Но один день Минголла помнил ясно. Свой двадцать первый день рождения...
– Ну ладно! Сам напросился!
...Сразу после пластической операции. Доктор Исагирре отменил наркотики, чтобы Минголла мог поговорить с родителями по установленному в подвале отеля видеотерминалу; экран занимал почти всю дальнюю стену, Минголла глядел на него, лежа на пружинном диване, и ждал звонка. Остальные три стены были обиты пластиковыми панелями «под клен», но кое-где пластмасса отслоилась, обнажив чем-то похожие на речное дно заплесневелые доски; сами же неестественно зернистые панели переливались в темноватом свете комнаты черно-желтым цветом и наводили на мысль о печатных платах из тигриной шкуры. Положив голову на подлокотник дивана и вертя в руках пульт, Минголла старательно выдумывал, как разговаривать с родителями, но дальше чем «Привет, как дела?» дело не шло. Ему было трудно даже вообразить, как выглядят отец и мать, что там говорить о каких-то теплых чувствах, но тут загорелся экран, и на нем показалась гостиная, а в ней родители, напряженные, как перед фотокамерой. Минголла остался лежать, лишь отметил, что на отце солидный синий костюм страхового агента, галстук, длинные седые волосы уложены в модную прическу, у матери усталое лицо и льняное платье, а еще на этом плоском экране родители выглядели частью обстановки, антропоморфными дополнениями к кожаным креслам и вычурным абажурам. Он абсолютно ничего не чувствовал, как если бы рассматривал портреты незнакомых людей, по чистой случайности оказавшихся его родственниками.
– Дэвид? – Мать потянулась к нему и только потом вспомнила, что прикоснуться невозможно.

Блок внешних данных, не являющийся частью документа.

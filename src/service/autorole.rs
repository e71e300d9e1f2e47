//! Self-assignable roles.
//!
//! Administrators register roles with a label; the panel renders one button per role
//! and a click toggles the role on the clicking member.

use entity::autorole::AutoRole;
use serenity::all::{
    ButtonStyle, ChannelId, CreateActionRow, CreateButton, CreateEmbed, CreateMessage, MessageId,
    ReactionType, RoleId,
};

use crate::{
    error::AppError,
    model::{
        action::ComponentAction,
        actor::Actor,
        autorole::{CreateAutoRoleParams, RoleToggle, MAX_AUTOROLES},
    },
    state::AppState,
};

const BUTTONS_PER_ROW: usize = 5;
const PANEL_COLOR: u32 = 0x5865f2;

pub struct AutoRoleService<'a> {
    state: &'a AppState,
}

impl<'a> AutoRoleService<'a> {
    pub fn new(state: &'a AppState) -> Self {
        Self { state }
    }

    /// Registers a self-assignable role.
    ///
    /// # Returns
    /// - `Ok(AutoRole)` - The stored autorole
    /// - `Err(AppError::BadRequest)` - Role already registered, limit reached or empty label
    pub async fn add(&self, params: CreateAutoRoleParams) -> Result<AutoRole, AppError> {
        let mut autorole = AutoRole::from(params);
        autorole.label = autorole.label.trim().to_string();
        if autorole.label.is_empty() {
            return Err(AppError::BadRequest("Label must not be empty.".to_string()));
        }

        let stored = self
            .state
            .settings
            .update(|settings| {
                if settings
                    .autoroles
                    .iter()
                    .any(|existing| existing.role_id == autorole.role_id)
                {
                    return Err(AppError::BadRequest(format!(
                        "<@&{}> is already an autorole.",
                        autorole.role_id
                    )));
                }
                if settings.autoroles.len() >= MAX_AUTOROLES {
                    return Err(AppError::BadRequest(format!(
                        "Autoroles are limited to {}.",
                        MAX_AUTOROLES
                    )));
                }

                settings.autoroles.push(autorole.clone());
                Ok(autorole)
            })
            .await?;

        tracing::info!("Added autorole {} ({})", stored.role_id, stored.label);

        Ok(stored)
    }

    /// Unregisters a role. Members keep the role.
    ///
    /// # Returns
    /// - `Ok(AutoRole)` - The removed autorole
    /// - `Err(AppError::NotFound)` - The role is not an autorole
    pub async fn remove(&self, role_id: RoleId) -> Result<AutoRole, AppError> {
        let removed = self
            .state
            .settings
            .update(|settings| {
                let index = settings
                    .autoroles
                    .iter()
                    .position(|autorole| autorole.role_id == role_id.get())
                    .ok_or_else(|| {
                        AppError::NotFound(format!("<@&{}> is not an autorole.", role_id))
                    })?;

                Ok::<_, AppError>(settings.autoroles.remove(index))
            })
            .await?;

        tracing::info!("Removed autorole {}", removed.role_id);

        Ok(removed)
    }

    /// Posts the autorole panel into `channel_id`.
    ///
    /// # Returns
    /// - `Ok(MessageId)` - The posted panel
    /// - `Err(AppError::BadRequest)` - No autoroles are registered
    pub async fn post_panel(&self, channel_id: ChannelId) -> Result<MessageId, AppError> {
        let autoroles = self.state.settings.read(|s| s.autoroles.clone()).await;
        if autoroles.is_empty() {
            return Err(AppError::BadRequest(
                "Add an autorole before posting the panel.".to_string(),
            ));
        }

        let message_id = self
            .state
            .messenger
            .send_message(channel_id, panel_message(&autoroles))
            .await?;

        tracing::info!("Autorole panel posted in {}", channel_id);

        Ok(message_id)
    }

    /// Adds the role to the actor if missing, removes it otherwise.
    ///
    /// # Returns
    /// - `Ok(RoleToggle)` - Whether the role was added or removed
    /// - `Err(AppError::NotFound)` - The role is no longer an autorole
    pub async fn toggle(&self, actor: &Actor, role_id: RoleId) -> Result<RoleToggle, AppError> {
        let registered = self
            .state
            .settings
            .read(|s| s.autoroles.iter().any(|a| a.role_id == role_id.get()))
            .await;
        if !registered {
            return Err(AppError::NotFound(
                "This role is no longer self-assignable.".to_string(),
            ));
        }

        let messenger = &self.state.messenger;
        let toggle = if actor.roles.contains(&role_id) {
            messenger.remove_member_role(actor.user_id, role_id).await?;
            RoleToggle::Removed
        } else {
            messenger.add_member_role(actor.user_id, role_id).await?;
            RoleToggle::Added
        };

        tracing::debug!("Autorole {} {:?} for {}", role_id, toggle, actor.user_id);

        Ok(toggle)
    }
}

/// Builds the panel message, five buttons per row.
pub fn panel_message(autoroles: &[AutoRole]) -> CreateMessage {
    let description = autoroles
        .iter()
        .map(|autorole| {
            let emoji = autorole.emoji.as_deref().unwrap_or("•");
            match &autorole.description {
                Some(description) => format!(
                    "{} <@&{}> {}",
                    emoji, autorole.role_id, description
                ),
                None => format!("{} <@&{}>", emoji, autorole.role_id),
            }
        })
        .collect::<Vec<_>>()
        .join("\n");

    let rows = autoroles
        .chunks(BUTTONS_PER_ROW)
        .map(|chunk| {
            CreateActionRow::Buttons(
                chunk
                    .iter()
                    .map(|autorole| {
                        let mut button = CreateButton::new(
                            ComponentAction::ToggleAutoRole(RoleId::new(autorole.role_id))
                                .custom_id(),
                        )
                        .label(&autorole.label)
                        .style(ButtonStyle::Secondary);
                        if let Some(emoji) = &autorole.emoji {
                            button = button.emoji(ReactionType::Unicode(emoji.clone()));
                        }
                        button
                    })
                    .collect(),
            )
        })
        .collect();

    CreateMessage::new()
        .embed(
            CreateEmbed::new()
                .title("Pick your roles")
                .description(description)
                .color(PANEL_COLOR),
        )
        .components(rows)
}

#[cfg(test)]
mod tests {
    use super::*;
    use crate::service::{
        discord::fake::{FakeMessenger, MessengerCall},
        harness::{member, TestBot},
    };
    use serenity::all::UserId;
    use test_utils::{builder::TestBuilder, fixture};

    fn params(role_id: u64) -> CreateAutoRoleParams {
        CreateAutoRoleParams {
            role_id,
            label: "News".to_string(),
            emoji: Some("📰".to_string()),
            description: None,
        }
    }

    /// Tests registering autoroles.
    ///
    /// Expected: stored and persisted, duplicates rejected
    #[tokio::test]
    async fn add_rejects_duplicates() {
        let bot = TestBot::new(TestBuilder::new(), FakeMessenger::new()).await;
        let service = AutoRoleService::new(&bot.state);

        service.add(params(55)).await.unwrap();
        let duplicate = service.add(params(55)).await;

        assert!(matches!(duplicate, Err(AppError::BadRequest(_))));
        assert_eq!(bot.test.read_settings_file().autoroles.len(), 1);
    }

    #[tokio::test]
    async fn add_respects_limit() {
        let bot = TestBot::new(
            TestBuilder::new().with_settings(|settings| {
                settings.autoroles = (0..MAX_AUTOROLES as u64)
                    .map(|i| fixture::autorole::entity_builder().role_id(i + 1).build())
                    .collect();
            }),
            FakeMessenger::new(),
        )
        .await;

        let result = AutoRoleService::new(&bot.state).add(params(999)).await;

        assert!(matches!(result, Err(AppError::BadRequest(_))));
    }

    #[tokio::test]
    async fn remove_unknown_role_is_not_found() {
        let bot = TestBot::new(TestBuilder::new(), FakeMessenger::new()).await;

        let result = AutoRoleService::new(&bot.state).remove(RoleId::new(5)).await;

        assert!(matches!(result, Err(AppError::NotFound(_))));
    }

    /// Tests toggling a role twice.
    ///
    /// Expected: added for a member without it, removed for a member with it
    #[tokio::test]
    async fn toggle_adds_then_removes() {
        let role = fixture::autorole::DEFAULT_ROLE_ID;
        let bot = TestBot::new(
            TestBuilder::new().with_settings(|s| s.autoroles = vec![fixture::autorole::entity()]),
            FakeMessenger::new(),
        )
        .await;
        let service = AutoRoleService::new(&bot.state);
        let mut actor = member(42);

        let first = service.toggle(&actor, RoleId::new(role)).await.unwrap();
        actor.roles.push(RoleId::new(role));
        let second = service.toggle(&actor, RoleId::new(role)).await.unwrap();

        assert_eq!(first, RoleToggle::Added);
        assert_eq!(second, RoleToggle::Removed);
        assert_eq!(
            bot.messenger.calls(),
            vec![
                MessengerCall::AddRole {
                    user_id: UserId::new(42),
                    role_id: RoleId::new(role)
                },
                MessengerCall::RemoveRole {
                    user_id: UserId::new(42),
                    role_id: RoleId::new(role)
                },
            ]
        );
    }

    /// Tests clicking a button of a role that was unregistered.
    ///
    /// Expected: Err(NotFound) and no role change
    #[tokio::test]
    async fn toggle_unregistered_role_is_rejected() {
        let bot = TestBot::new(TestBuilder::new(), FakeMessenger::new()).await;

        let result = AutoRoleService::new(&bot.state)
            .toggle(&member(42), RoleId::new(77))
            .await;

        assert!(matches!(result, Err(AppError::NotFound(_))));
        assert!(bot.messenger.calls().is_empty());
    }

    /// Tests the panel layout.
    ///
    /// Expected: 7 roles spread over two rows of five and two
    #[test]
    fn panel_wraps_buttons_in_rows_of_five() {
        let autoroles: Vec<_> = (1..=7)
            .map(|i| fixture::autorole::entity_builder().role_id(i).build())
            .collect();

        let message = serde_json::to_value(panel_message(&autoroles)).unwrap();

        let rows = message["components"].as_array().unwrap();
        assert_eq!(rows.len(), 2);
        assert_eq!(rows[0]["components"].as_array().unwrap().len(), 5);
        assert_eq!(rows[1]["components"].as_array().unwrap().len(), 2);
        assert_eq!(rows[1]["components"][1]["custom_id"], "autorole:7");
    }
}
use super::*;
use crate::service::discord::fake::{FakeMessenger, MessengerCall};
use crate::service::harness::member;
use test_utils::builder::TestBuilder;

/// Tests that nothing is logged without a log channel.
///
/// Expected: only the summary is sent
#[tokio::test]
async fn no_log_channel_means_no_audit() {
    let bot = TestBot::new(TestBuilder::new(), FakeMessenger::new()).await;

    let ticket = open_ticket(&bot, 42).await;

    let sends = bot
        .messenger
        .calls()
        .into_iter()
        .filter(|call| matches!(call, MessengerCall::Send { .. }))
        .count();
    assert_eq!(sends, 1);
    assert_eq!(bot.messenger.sent_to(ticket.channel_id).len(), 1);
}

/// Tests that an unreachable log channel does not fail the operation.
///
/// Expected: ticket created and closed despite the audit failures
#[tokio::test]
async fn audit_failure_is_swallowed() {
    let bot = TestBot::new(
        TestBuilder::new().with_log_channel(900),
        FakeMessenger::new().failing_channel(900),
    )
    .await;

    let ticket = open_ticket(&bot, 42).await;
    let closed = TicketService::new(&bot.state)
        .close(ticket.channel_id, &member(42))
        .await;

    assert!(closed.is_ok());
}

Она посмотрела на отца: тот похлопал ее по руке, изобразил недоуменную улыбку и сказал:
– Надо же, как они тебя, ты похож на...
– На бобика? – подсказал Минголла, его раздражала отцовская невозмутимость.
– Если ты предпочитаешь это слово, – холодно ответил отец.
– Не беспокойтесь. Складочки, подтяжечки, там подмазать, здесь подкрасить. Но я все тот же американский мальчик.
– Извини, – сказала мать. – Я вижу, что это ты, но...
– Все в порядке.
– ...сначала опешила.
– Все в порядке, правда.
Минголла не ждал от звонка чего-то особенного, хотя ждать хотелось – хотелось их любить, хотелось быть честным и открытым, но теперь он смотрел на родителей и понимал, что им нужна беседа в тон обоям, не более того; все его чувства куда-то делись, и страшно не хотелось выкапывать из прошлого всякое старье и заново завязывать с папой и мамой хоть какие-то отношения. Они рассказали о поездке в Монреаль.
Красиво там, наверное, ответил Минголла. Они взялись расписывать вечеринки в саду и морские прогулки вокруг Кейпа. Хорошо бы мне туда, сказал он. Они пожаловались на астму и аллергию, потом спросили, осознал ли их сын, что ему уже двадцать один год.
– По правде говоря, – Минголла устал от стандартных ответов, – я осознал, что мне тысяча.
Отец фыркнул.
– Избавь нас от мелодрам, Дэвид.
– От мелодрам? – Всплеск адреналина заставил Минголлу вздрогнуть. – Ты серьезно, папа?
– Я предполагал, – сказал отец, – что в твоих интересах сделать этот разговор приятным и ты постараешься держаться в рамках.
– В рамках. – Смысла это слово не имело, только горький и пресный вкус. – Ага, хорошо. Я думал, мы поговорим по-человечески, но в рамках – это здорово. Отлично! Давайте! Теперь ты спросишь, как я поживаю, а я отвечу: прекрасно. Я спрошу, как бизнес, и ты скажешь: неплохо. Мама вспомнит, как там мои друзья и кто чем занимается. А потом, если я удержусь в рамках, ты произнесешь короткую речь о том, как вы мной гордитесь. – Минголла зашипел от омерзения. – Значит так, папа. Мы это пропустим. Давайте уж просто сидеть, блин, пялиться друг на друга и делать вид, что разговор приятный.